Last summer when I visited my sister, we spent an afternoon visiting the Shelburne Museum, where we toured the 1950 House. What really made it fun was how familiar everything seemed, mainly because our grandmother's house in Orange is still very much the same as this recreated dwelling. A near duplicate of the refrigerator in the 1950 kitchen photo was in the Orange kitchen until it had to be replaced just this past fall. Recognizing all sorts of similar items preserved in a museum setting, gave me a new appreciation for familiar items in Orange which otherwise just seemed like regular stuff - the big glass cookie jar with the peanut handle on top where Grandma Pete's famous molasses cookies are always stored, the Peter Pan peanut butter yellow and red tin cans with handles we carry when we go blueberry picking, or the cupboard full of various-sized, thick green glass dishes with tops, that make storing leftovers way more fun than with Tupperware. The bedroom had maybe my favorite reminder of Orange - a lamp combination consisting of a round, three-legged, wooden table which had a pole on one side with holes in it. The light had a short pole of its own which could be inserted into whichever hole was the desired height, depending on whether you were sitting in a chair or maybe reading in bed. I read countless books by a light just like that while eating molasses cookies from a plate on its handy table, but I'm not sure where it is now. I guess because these things always seemed so common place, my Mom has never understood how some such items come to be collectibles, sold in antique stores for surprisingly large amounts of money.

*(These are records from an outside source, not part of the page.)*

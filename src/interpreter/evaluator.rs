/// Binary operator evaluation logic.
///
/// Applies a single operator to two numbers, with the division-by-zero and
/// overflow checks of each operator.
pub mod binary;

/// Core evaluation logic.
///
/// Contains the [`Evaluator`](core::Evaluator), variable substitution and
/// parenthesis resolution.
pub mod core;

/// The collapse passes that apply one precedence level at a time.
pub mod reduce;
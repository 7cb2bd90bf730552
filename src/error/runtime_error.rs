use thiserror::Error;

/// Represents all errors that can occur while reducing an expression.
///
/// The first four variants are arithmetic faults a user can trigger. The rest
/// are internal faults: expressions produced by the tokenizer never reach
/// them, but hand-built token sequences can.
#[derive(Debug, Clone, PartialEq, Eq, Error)]
pub enum RuntimeError {
    /// Attempted division by zero, or zero raised to a negative power.
    #[error("Division by zero")]
    DivisionByZero,
    /// An exponentiation overflowed to infinity.
    #[error("Numeric overflow while computing {base} ^ {exponent}")]
    Overflow {
        /// The base, formatted.
        base:     String,
        /// The exponent, formatted.
        exponent: String,
    },
    /// An exponentiation has no real result, such as `(-8)^(1/3)`.
    #[error("{base} ^ {exponent} has no real result")]
    ComplexResult {
        /// The base, formatted.
        base:     String,
        /// The exponent, formatted.
        exponent: String,
    },
    /// Parentheses are nested deeper than the configured limit.
    #[error("Parentheses nested deeper than {limit} levels")]
    NestingTooDeep {
        /// The configured nesting limit.
        limit: usize,
    },
    /// A variable reached evaluation without a stored value.
    #[error("Internal error: unknown variable '{name}'")]
    UnknownVariable {
        /// The variable name.
        name: char,
    },
    /// An operator was missing its left or right operand.
    #[error("Internal error: operator '{op}' is missing an operand")]
    MissingOperand {
        /// The operator symbol.
        op: char,
    },
    /// A parenthesis reached evaluation without its partner.
    #[error("Internal error: unbalanced parentheses")]
    UnbalancedGroup,
    /// The final reduction did not leave exactly one number.
    #[error("Internal error: expression reduced to {remaining} terms instead of one")]
    Unreduced {
        /// How many terms were left.
        remaining: usize,
    },
}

Yesterday I did some errands in Cambridge and ended up on Mass. Ave. at Abodeon, my favorite store for 20th century modern designs in furniture and housewares. I always start off to the right as I enter the store, looking over the newly produced but classic designs, and then weave around past the jewelry and furniture to the authentic 60's and 70's housewares. Now I've seen the stacks of bright-colored plastic Heller dinnerware for sale there before, reminding me that the orange and purple service for eight I gave Michael to use in his first apartment might have been nice to have saved. What brought me up short though, was a simple white metal bowl decorated around the top with drawings of all kinds of fanciful mushrooms. As I reached for it, I chuckled, thinking of its exact duplicate, received as a present in the early 70's and sitting right now on a shelf in my kitchen cabinet. When I saw the price tag of $125 I practically yelled out loud, 'What? Are they crazy?' Then realizing I was the one precipitously close to appearing a bit insane, I laughed quietly to myself, and knew I was my Mother's daughter.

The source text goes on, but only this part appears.